Cancer continues to be a leading cause of mortality worldwide, presenting persistent and critical clinical challenges. While therapeutic options have advanced significantly, a substantial unmet medical need remains for patients with advanced-stage diseases. The development of novel drugs targeting new mechanisms is therefore critical to improve patient outcomes. It is estimated that approximately 10%-15% of tumors carry a Methylthioadenosine Phosphorylase (MTAP) gene deletion, which is associated with poorer prognosis and limited response to current standard therapies, including immunotherapy.

CS08399 is a brain-penetrant, MTA-cooperative small molecule inhibitor of Protein Arginine Methyltransferase 5 (PRMT5), entirely discovered and developed by Chipscreen Biosciences leveraging its proprietary "AI + chemical genomics" core technology platform. The drug is designed to selectively target MTAP-deficient tumor cells through a precise mechanism. In these cells, the loss of MTAP function leads to intracellular accumulation of methylthioadenosine (MTA), an endogeneous PRMT5 inhibitor. CS08399 specifically binds to and stabilizes the PRMT5-MTA complex, potently inhibiting PRMT5 enzymatic activity. This action effectively reduces levels of PRMT5-mediated symmetric dimethylarginine (SDMA), leading to selective cell cycle arrest and apoptosis in MTAP-deficient tumors while sparing normal cells, indicating a favorable therapeutic window. Furthermore, by inhibiting PRMT5, a key epigenetic regulator, CS08399 may modulate the tumor microenvironment, offering potential to address challenges like drug resistance and immune evasion. Currently, no therapies targeting this specific mechanism have been approved for marketing worldwide.

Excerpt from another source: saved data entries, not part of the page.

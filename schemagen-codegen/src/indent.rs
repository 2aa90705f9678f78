//! Delimiter-balance indentation.
//!
//! [`IndentWriter`] indents text streamed through it by counting opening and
//! closing delimiters. It knows nothing about the structure of what it
//! writes, so it only produces correct output for text whose delimiters are
//! balanced line by line and do not appear inside string literals.

use std::io::{self, Write};

/// Default indent unit.
pub const DEFAULT_INDENT: &str = "    ";

const fn is_opener(b: u8) -> bool {
    matches!(b, b'{' | b'(' | b'[')
}

const fn is_closer(b: u8) -> bool {
    matches!(b, b'}' | b')' | b']')
}

/// Writer that prefixes lines with indentation tracked from delimiters.
///
/// For every write:
/// 1. if the first delimiter in the written text is a closer, the depth
///    drops by one (never below zero);
/// 2. the text is prefixed with `depth` indent units, unless an earlier
///    write left a line unterminated;
/// 3. the text is appended to a line buffer; once the buffer ends with a
///    newline, the depth grows by one if it holds more openers than closers,
///    and the buffer is cleared.
///
/// # Example
/// ```
/// use schemagen_codegen::IndentWriter;
/// use std::io::Write;
///
/// let mut w = IndentWriter::new(Vec::new());
/// write!(w, "fn main() {{\n").unwrap();
/// write!(w, "run();\n").unwrap();
/// write!(w, "}}\n").unwrap();
/// assert_eq!(w.into_inner(), b"fn main() {\n    run();\n}\n");
/// ```
#[derive(Debug)]
pub struct IndentWriter<W> {
    inner: W,
    depth: usize,
    unit: String,
    line: Vec<u8>,
}

impl<W: Write> IndentWriter<W> {
    /// Creates a writer at depth zero.
    pub fn new(inner: W) -> Self {
        Self::with_depth(inner, 0)
    }

    /// Creates a writer starting at the given depth.
    pub fn with_depth(inner: W, depth: usize) -> Self {
        Self {
            inner,
            depth,
            unit: DEFAULT_INDENT.to_string(),
            line: Vec::new(),
        }
    }

    /// Sets the indent unit.
    #[must_use]
    pub fn with_unit(mut self, unit: impl Into<String>) -> Self {
        self.unit = unit.into();
        self
    }

    /// Returns the current depth.
    #[must_use]
    pub fn depth(&self) -> usize {
        self.depth
    }

    /// Returns a reference to the underlying writer.
    pub fn get_ref(&self) -> &W {
        &self.inner
    }

    /// Consumes the writer, returning the underlying one.
    pub fn into_inner(self) -> W {
        self.inner
    }

    fn outdent(&mut self, buf: &[u8]) {
        for &b in buf {
            if is_opener(b) {
                return;
            }
            if is_closer(b) {
                self.depth = self.depth.saturating_sub(1);
                return;
            }
        }
    }

    fn indent(&mut self, buf: &[u8]) {
        self.line.extend_from_slice(buf);
        if self.line.last() != Some(&b'\n') {
            return;
        }
        let openers = self.line.iter().filter(|&&b| is_opener(b)).count();
        let closers = self.line.iter().filter(|&&b| is_closer(b)).count();
        if openers > closers {
            self.depth += 1;
        }
        self.line.clear();
    }
}

impl<W: Write> Write for IndentWriter<W> {
    fn write(&mut self, buf: &[u8]) -> io::Result<usize> {
        if buf.is_empty() {
            return Ok(0);
        }
        self.outdent(buf);
        if self.line.is_empty() {
            for _ in 0..self.depth {
                self.inner.write_all(self.unit.as_bytes())?;
            }
        }
        self.inner.write_all(buf)?;
        self.indent(buf);
        Ok(buf.len())
    }

    fn flush(&mut self) -> io::Result<()> {
        self.inner.flush()
    }
}

#[cfg(test)]
mod tests {
    use super::*;

    fn output(w: IndentWriter<Vec<u8>>) -> String {
        String::from_utf8(w.into_inner()).expect("utf-8 output")
    }

    #[test]
    fn test_nested_blocks() {
        let mut w = IndentWriter::new(Vec::new());
        for line in ["outer {\n", "inner(\n", "value,\n", "),\n", "}\n"] {
            w.write_all(line.as_bytes()).unwrap();
        }
        assert_eq!(w.depth(), 0);
        assert_eq!(output(w), "outer {\n    inner(\n        value,\n    ),\n}\n");
    }

    #[test]
    fn test_balanced_line_keeps_depth() {
        let mut w = IndentWriter::with_depth(Vec::new(), 1);
        w.write_all(b"kind: Some(ValueKind::Int),\n").unwrap();
        w.write_all(b"conflicts_with: vec![\"a\".into()],\n").unwrap();
        assert_eq!(w.depth(), 1);
        assert_eq!(
            output(w),
            "    kind: Some(ValueKind::Int),\n    conflicts_with: vec![\"a\".into()],\n"
        );
    }

    #[test]
    fn test_fragment_continuation() {
        let mut w = IndentWriter::with_depth(Vec::new(), 1);
        w.write_all(b"schema: ").unwrap();
        w.write_all(b"schema_map! {\n").unwrap();
        assert_eq!(w.depth(), 2);
        w.write_all(b"}").unwrap();
        w.write_all(b",").unwrap();
        w.write_all(b"\n").unwrap();
        assert_eq!(w.depth(), 1);
        assert_eq!(output(w), "    schema: schema_map! {\n    },\n");
    }

    #[test]
    fn test_depth_floors_at_zero() {
        let mut w = IndentWriter::new(Vec::new());
        w.write_all(b"}\n").unwrap();
        w.write_all(b"})\n").unwrap();
        assert_eq!(w.depth(), 0);
        assert_eq!(output(w), "}\n})\n");
    }

    #[test]
    fn test_multiple_openers_indent_once() {
        let mut w = IndentWriter::new(Vec::new()).with_unit("\t");
        w.write_all(b"elem: Some(Elem::Resource(Resource {\n").unwrap();
        assert_eq!(w.depth(), 1);
        w.write_all(b"schema: schema_map! {},\n").unwrap();
        w.write_all(b"})),\n").unwrap();
        assert_eq!(w.depth(), 0);
        assert_eq!(
            output(w),
            "elem: Some(Elem::Resource(Resource {\n\tschema: schema_map! {},\n})),\n"
        );
    }

    #[test]
    fn test_write_reports_caller_bytes() {
        let mut w = IndentWriter::with_depth(Vec::new(), 3);
        assert_eq!(w.write(b"x\n").unwrap(), 2);
        assert_eq!(w.write(b"").unwrap(), 0);
        assert_eq!(w.get_ref().len(), 14);
    }
}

Comprehensive preclinical studies have demonstrated that CS08399 possesses promising pharmacodynamic activity, desirable pharmacokinetic properties, and a good safety profile. The drug holds potential not only as a monotherapy but also in combination regimens. For instance, it may offer new hope for MTAP-deficient patients who also harbor co-occurring driver mutations like EGFR or KRAS, or for those who have developed resistance to prior treatments. Looking ahead, CS08399, either alone or in combination with other anti-tumor agents, is poised to provide a differentiated and innovative treatment strategy for a broad range of cancer patients, marking a significant step forward in targeted oncology therapeutics.